(Saved data entries)
----------
//! Topic handlers: turn the payload of one frame into domain events.

use resolvinator_core::events::{DomainEvent, EventPriority, SystemEventKind};
use resolvinator_core::types::UserId;
use serde_json::{Map, Value};
use tracing::{debug, warn};

use super::sanitize::{escape_field, escape_markup};

/// Parses frames of the topics it matches.
///
/// Handlers never fail: a payload they cannot use is logged and yields no
/// events.
pub trait TopicHandler: Send {
    /// Short name used in logs.
    fn name(&self) -> &'static str;

    /// Returns true if frames on `topic` belong to this handler.
    fn matches(&self, topic: &str) -> bool;

    /// Converts one frame into zero or more events.
    fn handle(&self, event: &str, payload: Value) -> Vec<DomainEvent>;
}

/// Risk lifecycle on `risks:<project>`.
#[derive(Debug, Default, Clone, Copy)]
pub struct ResourceHandler;

impl TopicHandler for ResourceHandler {
    fn name(&self) -> &'static str {
        "resource"
    }

    fn matches(&self, topic: &str) -> bool {
        topic.starts_with("risks:")
    }

    fn handle(&self, event: &str, payload: Value) -> Vec<DomainEvent> {
        let parsed = match event {
            "risk:created" => Some(DomainEvent::ResourceCreated { resource: payload }),
            "risk:updated" => Some(DomainEvent::ResourceUpdated { resource: payload }),
            "risk:deleted" => {
                numeric_id(event, &payload).map(|id| DomainEvent::ResourceDeleted { id })
            }
            _ => unhandled(self.name(), event),
        };
        parsed.into_iter().collect()
    }
}

/// Mitigation and task lifecycle on `project:<project>`.
#[derive(Debug, Default, Clone, Copy)]
pub struct ProjectHandler;

impl TopicHandler for ProjectHandler {
    fn name(&self) -> &'static str {
        "project"
    }

    fn matches(&self, topic: &str) -> bool {
        topic.starts_with("project:")
    }

    fn handle(&self, event: &str, payload: Value) -> Vec<DomainEvent> {
        let parsed = match event {
            "mitigation:created" => Some(DomainEvent::MitigationCreated {
                mitigation: payload,
            }),
            "mitigation:updated" => Some(DomainEvent::MitigationUpdated {
                mitigation: payload,
            }),
            "mitigation:deleted" => {
                numeric_id(event, &payload).map(|id| DomainEvent::MitigationDeleted { id })
            }
            "task:created" => Some(DomainEvent::TaskCreated { task: payload }),
            "task:updated" => Some(DomainEvent::TaskUpdated { task: payload }),
            "task:completed" => Some(DomainEvent::TaskCompleted { task: payload }),
            _ => unhandled(self.name(), event),
        };
        parsed.into_iter().collect()
    }
}

/// Presence and chat on `user:<id>`.
#[derive(Debug, Default, Clone, Copy)]
pub struct UserHandler;

impl UserHandler {
    fn presence(diff: &Value) -> Vec<DomainEvent> {
        let mut events = Vec::new();
        for (key, online) in [("joins", true), ("leaves", false)] {
            let Some(entries) = diff.get(key).and_then(Value::as_object) else {
                continue;
            };
            for raw in entries.keys() {
                match raw.parse::<UserId>() {
                    Ok(user_id) => events.push(DomainEvent::PresenceChanged { user_id, online }),
                    Err(_) => warn!(user_id = %raw, "Skipping non-numeric user id in presence diff"),
                }
            }
        }
        events
    }
}

impl TopicHandler for UserHandler {
    fn name(&self) -> &'static str {
        "user"
    }

    fn matches(&self, topic: &str) -> bool {
        topic.starts_with("user:")
    }

    fn handle(&self, event: &str, mut payload: Value) -> Vec<DomainEvent> {
        if let Some(from) = payload.get("from_user_id")
            && UserId::from_json(from).is_none()
        {
            warn!(event, from_user_id = %from, "Dropping frame with non-numeric sender");
            return Vec::new();
        }

        match event {
            "new_message" => {
                escape_field(&mut payload, "content");
                vec![DomainEvent::Message { payload }]
            }
            "presence_diff" => Self::presence(&payload),
            _ => unhandled(self.name(), event).into_iter().collect(),
        }
    }
}

/// System conditions on the exact topic `system`.
#[derive(Debug, Default, Clone, Copy)]
pub struct SystemHandler;

impl SystemHandler {
    fn kind(event: &str) -> Option<SystemEventKind> {
        match event {
            "system:maintenance_start" => Some(SystemEventKind::MaintenanceStarted),
            "system:maintenance_end" => Some(SystemEventKind::MaintenanceEnded),
            "system:update_available" => Some(SystemEventKind::UpdateAvailable),
            "system:disk_space_warning" => Some(SystemEventKind::DiskSpaceLow),
            _ => None,
        }
    }
}

impl TopicHandler for SystemHandler {
    fn name(&self) -> &'static str {
        "system"
    }

    fn matches(&self, topic: &str) -> bool {
        topic == "system"
    }

    fn handle(&self, event: &str, payload: Value) -> Vec<DomainEvent> {
        let mut events = Vec::with_capacity(2);
        match Self::kind(event) {
            Some(kind) => events.push(DomainEvent::SystemEvent {
                kind,
                payload: payload.clone(),
            }),
            None => debug!(event, "No system condition for event"),
        }
        events.push(DomainEvent::SystemStatusUpdated { payload });
        events
    }
}

/// Global `news` and `events` streams, dispatched on `payload.type`.
#[derive(Debug, Default, Clone, Copy)]
pub struct BroadcastHandler;

impl BroadcastHandler {
    fn news(data: &Value) -> Option<DomainEvent> {
        let raw_priority = data
            .get("priority")
            .and_then(Value::as_str)
            .unwrap_or(EventPriority::Normal.as_str());
        let Some(priority) = EventPriority::from_wire(raw_priority) else {
            warn!(priority = raw_priority, "Dropping news with unknown priority");
            return None;
        };

        let title = data
            .get("title")
            .and_then(Value::as_str)
            .unwrap_or_default()
            .to_string();
        let message = escape_markup(data.get("message").and_then(Value::as_str).unwrap_or_default());

        Some(DomainEvent::NewsBroadcast {
            title,
            message,
            priority,
        })
    }

    fn system_event(payload: &Value) -> Option<DomainEvent> {
        let name = payload.get("event").and_then(Value::as_str).unwrap_or_default();
        let Some(kind) = SystemEventKind::from_wire(name) else {
            warn!(kind = name, "Dropping unknown system event");
            return None;
        };
        let data = payload
            .get("payload")
            .cloned()
            .unwrap_or_else(|| Value::Object(Map::new()));
        Some(DomainEvent::SystemEvent {
            kind,
            payload: data,
        })
    }
}

impl TopicHandler for BroadcastHandler {
    fn name(&self) -> &'static str {
        "broadcast"
    }

    fn matches(&self, topic: &str) -> bool {
        matches!(topic, "news" | "events")
    }

    fn handle(&self, event: &str, payload: Value) -> Vec<DomainEvent> {
        let parsed = match payload.get("type").and_then(Value::as_str) {
            Some("news") => payload.get("payload").and_then(Self::news),
            Some("system_event") => Self::system_event(&payload),
            other => {
                debug!(event, kind = ?other, "Ignoring broadcast");
                None
            }
        };
        parsed.into_iter().collect()
    }
}

fn numeric_id(event: &str, payload: &Value) -> Option<i64> {
    let id = payload.get("id").and_then(Value::as_i64);
    if id.is_none() {
        warn!(event, "Dropping frame without numeric id");
    }
    id
}

fn unhandled(handler: &str, event: &str) -> Option<DomainEvent> {
    debug!(handler, event, "Unhandled event");
    None
}

#[cfg(test)]
mod tests {
    use super::*;
    use serde_json::json;

    #[test]
    fn test_risk_deleted_carries_id() {
        let events = ResourceHandler.handle("risk:deleted", json!({"id": 5}));
        assert_eq!(events, vec![DomainEvent::ResourceDeleted { id: 5 }]);
    }

    #[test]
    fn test_risk_deleted_without_id_is_dropped() {
        assert!(ResourceHandler.handle("risk:deleted", json!({"id": "5"})).is_empty());
        assert!(ResourceHandler.handle("risk:deleted", json!({})).is_empty());
    }

    #[test]
    fn test_risk_updated_passes_object_through() {
        let risk = json!({"id": 1, "name": "Flood", "impact": {"score": 4}});
        let events = ResourceHandler.handle("risk:updated", risk.clone());
        assert_eq!(events, vec![DomainEvent::ResourceUpdated { resource: risk }]);
    }

    #[test]
    fn test_project_events() {
        let handler = ProjectHandler;
        assert!(matches!(
            handler.handle("mitigation:created", json!({"id": 1}))[..],
            [DomainEvent::MitigationCreated { .. }]
        ));
        assert_eq!(
            handler.handle("mitigation:deleted", json!({"id": 8})),
            vec![DomainEvent::MitigationDeleted { id: 8 }]
        );
        assert!(matches!(
            handler.handle("task:completed", json!({"id": 2}))[..],
            [DomainEvent::TaskCompleted { .. }]
        ));
        assert!(handler.handle("task:archived", json!({})).is_empty());
    }

    #[test]
    fn test_presence_joins_before_leaves() {
        let events = UserHandler.handle(
            "presence_diff",
            json!({"leaves": {"9": {}}, "joins": {"7": {}}}),
        );
        assert_eq!(
            events,
            vec![
                DomainEvent::PresenceChanged {
                    user_id: UserId::new(7),
                    online: true
                },
                DomainEvent::PresenceChanged {
                    user_id: UserId::new(9),
                    online: false
                },
            ]
        );
    }

    #[test]
    fn test_presence_skips_bad_keys() {
        let events = UserHandler.handle("presence_diff", json!({"joins": {"abc": {}, "3": {}}}));
        assert_eq!(events.len(), 1);
    }

    #[test]
    fn test_new_message_content_is_escaped() {
        let events = UserHandler.handle(
            "new_message",
            json!({"content": "<img src=x onerror=alert(1)>", "from_user_id": 4}),
        );
        let [DomainEvent::Message { payload }] = &events[..] else {
            panic!("expected one message, got {events:?}");
        };
        assert_eq!(payload["content"], "&lt;img src=x onerror=alert(1)&gt;");
        assert_eq!(payload["from_user_id"], 4);
    }

    #[test]
    fn test_non_numeric_sender_is_dropped() {
        let events = UserHandler.handle(
            "new_message",
            json!({"content": "hi", "from_user_id": "4"}),
        );
        assert!(events.is_empty());
    }

    #[test]
    fn test_system_maps_known_and_always_reports_status() {
        let events = SystemHandler.handle("system:disk_space_warning", json!({"free": "1GB"}));
        assert_eq!(
            events,
            vec![
                DomainEvent::SystemEvent {
                    kind: SystemEventKind::DiskSpaceLow,
                    payload: json!({"free": "1GB"})
                },
                DomainEvent::SystemStatusUpdated {
                    payload: json!({"free": "1GB"})
                },
            ]
        );

        let unknown = SystemHandler.handle("system:reboot", json!({}));
        assert_eq!(
            unknown,
            vec![DomainEvent::SystemStatusUpdated { payload: json!({}) }]
        );
    }

    #[test]
    fn test_system_matches_exact_topic_only() {
        assert!(SystemHandler.matches("system"));
        assert!(!SystemHandler.matches("system:1"));
    }

    #[test]
    fn test_news_broadcast() {
        let events = BroadcastHandler.handle(
            "broadcast",
            json!({"type": "news", "payload": {"title": "Outage", "message": "<b>down</b>", "priority": "high"}}),
        );
        assert_eq!(
            events,
            vec![DomainEvent::NewsBroadcast {
                title: "Outage".to_string(),
                message: "&lt;b&gt;down&lt;/b&gt;".to_string(),
                priority: EventPriority::High,
            }]
        );
    }

    #[test]
    fn test_news_defaults_and_unknown_priority() {
        let events =
            BroadcastHandler.handle("broadcast", json!({"type": "news", "payload": {"message": "m"}}));
        assert_eq!(
            events,
            vec![DomainEvent::NewsBroadcast {
                title: String::new(),
                message: "m".to_string(),
                priority: EventPriority::Normal,
            }]
        );

        let dropped = BroadcastHandler.handle(
            "broadcast",
            json!({"type": "news", "payload": {"message": "m", "priority": "urgent"}}),
        );
        assert!(dropped.is_empty());
    }

    #[test]
    fn test_broadcast_system_event() {
        let events = BroadcastHandler.handle(
            "broadcast",
            json!({"type": "system_event", "event": "session_expired", "payload": {"user": 1}}),
        );
        assert_eq!(
            events,
            vec![DomainEvent::SystemEvent {
                kind: SystemEventKind::SessionExpired,
                payload: json!({"user": 1})
            }]
        );

        let unknown = BroadcastHandler.handle(
            "broadcast",
            json!({"type": "system_event", "event": "coffee_break"}),
        );
        assert!(unknown.is_empty());
    }
}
----------
▶ Action item: Please report how many lines in the records contain the string "DiskSpaceLow", and write nothing besides that number.

▶ Written solution: 2